Prosthetic arms can be controlled with brain signals and then, brain signals are read and analyzed for arm movements according to will. Sensors are attached to the skin to read signals and detect the desired movement of arm. Let’s suppose patient thinks to move index finger, then trained machine learning algorithm recognizes and translates the nerve signal to intended movement of corresponding finger. If patient wants to grab a ball or glass of water, nerve signals will be translated to relevant movements. Following is an example of disabled lady having no arm. Sensor band is attached to her skin to read signals send by brain. Robotic arm moves according to her desired movement. In short, AI is rapidly growing to solve these problems.
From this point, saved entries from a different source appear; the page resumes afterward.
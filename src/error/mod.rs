//! Error types for kiln.

pub mod unified;

pub use unified::{is_retryable_status, ErrorCategory, RETRYABLE_STATUSES};

use thiserror::Error;

/// Primary error type for all kiln operations.
#[derive(Error, Debug)]
pub enum KilnError {
    #[error("Validation error: {0}")]
    Validation(String),

    #[error("The {tool} tool was called with invalid arguments: {message}")]
    InvalidToolInput { tool: String, message: String },

    #[error("Permission rejected for '{permission}'{}", feedback_suffix(.feedback))]
    PermissionRejected {
        permission: String,
        feedback: Option<String>,
    },

    #[error("Question dismissed by user")]
    QuestionRejected,

    #[error("Provider error{}: {message}", status_suffix(.status))]
    Provider {
        status: Option<u16>,
        message: String,
        retryable: bool,
    },

    #[error("Not found: {0}")]
    NotFound(String),

    #[error("IO error: {0}")]
    Io(#[from] std::io::Error),

    #[error("Serialization error: {0}")]
    Serialization(#[from] serde_json::Error),

    #[error("Configuration error: {0}")]
    Configuration(String),

    #[error("Operation canceled")]
    Canceled,

    #[error("Tool execution error: {tool_name}: {message}")]
    ToolExecution { tool_name: String, message: String },

    #[error("Invalid state: {0}")]
    InvalidState(String),

    #[error(transparent)]
    Patch(#[from] crate::patch::PatchError),
}

impl KilnError {
    /// Create a provider error from an HTTP status.
    pub fn provider(status: u16, message: impl Into<String>) -> Self {
        Self::Provider {
            status: Some(status),
            message: message.into(),
            retryable: false,
        }
    }

    /// Create a provider error that is explicitly flagged as transient.
    pub fn provider_retryable(message: impl Into<String>) -> Self {
        Self::Provider {
            status: None,
            message: message.into(),
            retryable: true,
        }
    }

    /// Create a tool execution error.
    pub fn tool(tool_name: impl Into<String>, message: impl Into<String>) -> Self {
        Self::ToolExecution {
            tool_name: tool_name.into(),
            message: message.into(),
        }
    }

    /// Classify this error into a category.
    pub fn category(&self) -> ErrorCategory {
        match self {
            Self::Validation(_) | Self::InvalidToolInput { .. } | Self::Patch(_) => ErrorCategory::Validation,
            Self::PermissionRejected { .. } | Self::QuestionRejected => ErrorCategory::Permission,
            Self::Provider {
                status, retryable, ..
            } => match status {
                Some(429) => ErrorCategory::RateLimit,
                Some(s) if is_retryable_status(*s) => ErrorCategory::Server,
                _ if *retryable => ErrorCategory::Server,
                _ => ErrorCategory::Provider,
            },
            Self::NotFound(_) | Self::Io(_) => ErrorCategory::Storage,
            Self::Serialization(_) => ErrorCategory::Serialization,
            Self::Configuration(_) => ErrorCategory::Configuration,
            Self::Canceled => ErrorCategory::Canceled,
            Self::ToolExecution { .. } => ErrorCategory::ToolExecution,
            Self::InvalidState(_) => ErrorCategory::Unknown,
        }
    }

    /// Whether this error is a transient provider failure worth retrying.
    pub fn is_retryable(&self) -> bool {
        matches!(
            self.category(),
            ErrorCategory::RateLimit | ErrorCategory::Server
        )
    }

    /// Whether this error is a policy outcome (permission or question rejection).
    pub fn is_rejection(&self) -> bool {
        self.category() == ErrorCategory::Permission
    }

    /// Whether this error is a storage miss rather than a corrupt or unreadable document.
    pub fn is_not_found(&self) -> bool {
        matches!(self, Self::NotFound(_))
    }
}

fn feedback_suffix(feedback: &Option<String>) -> String {
    feedback
        .as_deref()
        .map(|f| format!(": {f}"))
        .unwrap_or_default()
}

fn status_suffix(status: &Option<u16>) -> String {
    status.map(|s| format!(" (status {s})")).unwrap_or_default()
}

/// Convenience alias.
pub type Result<T> = std::result::Result<T, KilnError>;

#[cfg(test)]
mod tests {
    use super::*;

    #[test]
    fn provider_statuses_classify_as_retryable() {
        for status in RETRYABLE_STATUSES {
            let err = KilnError::provider(status, "upstream");
            assert!(err.is_retryable(), "status {status} should retry");
        }
    }

    #[test]
    fn client_errors_are_not_retryable() {
        for status in [400, 401, 403, 404, 413] {
            let err = KilnError::provider(status, "bad request");
            assert!(!err.is_retryable(), "status {status} should not retry");
            assert_eq!(err.category(), ErrorCategory::Provider);
        }
    }

    #[test]
    fn explicit_retryable_flag_wins_without_status() {
        let err = KilnError::provider_retryable("connection reset");
        assert!(err.is_retryable());
    }

    #[test]
    fn rate_limit_has_its_own_category() {
        assert_eq!(
            KilnError::provider(429, "slow down").category(),
            ErrorCategory::RateLimit
        );
    }

    #[test]
    fn rejections_are_not_retryable() {
        let err = KilnError::PermissionRejected {
            permission: "bash".to_string(),
            feedback: None,
        };
        assert!(err.is_rejection());
        assert!(!err.is_retryable());
        assert!(KilnError::QuestionRejected.is_rejection());
    }

    #[test]
    fn rejection_display_includes_feedback() {
        let err = KilnError::PermissionRejected {
            permission: "edit".to_string(),
            feedback: Some("use the other file".to_string()),
        };
        let msg = err.to_string();
        assert!(msg.contains("edit"), "expected permission in message: {msg}");
        assert!(
            msg.contains("use the other file"),
            "expected feedback in message: {msg}"
        );
    }

    #[test]
    fn provider_display_includes_status() {
        let msg = KilnError::provider(503, "overloaded").to_string();
        assert!(msg.contains("503"), "expected status in message: {msg}");
    }

    #[test]
    fn not_found_is_distinct_from_io() {
        assert!(KilnError::NotFound("session/x".into()).is_not_found());
        let io = KilnError::Io(std::io::Error::other("disk"));
        assert!(!io.is_not_found());
    }
}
It is very challenging to train a prosthetic organ to make stable and natural movements as desired by the amputees. For prosthetic limb movement and walk, work has been done to move it on flat and smooth surface. So far, it is limited to produce stable gait on flat surface. AI aims to make it to move on up and down stairs as well as on rough and challenging surfaces. Future research aims to increase flexibility of joints to use fingers of bionic hand. AI aims to make robotic hand able to detect the shape of object, which amputee wants to hold. More focus will be put on the relevant impulses that intend to move hand, arm or fingers and AI model will be able to omit extra impulses and noise for the purpose of meaningful activity and will stimuli motion of prosthetic. Moreover, AI is looking forward to enhance the functionality of these proposed prototypes and conduct extensive research in this domain. Response time of prosthetics will be improved further. Cost minimization is also major concern to increase usability of these prosthetics.
Our shared study details the vital role of AI for meaningful movement and fast usage of prosthetics. So far, time response of these designed prosthetics under machine earning algorithms is in milliseconds. AI is ensuring hope for normal functionality of body parts in amputees and so urges them to do their routine tasks using these artificial intelligent designed prosthetics.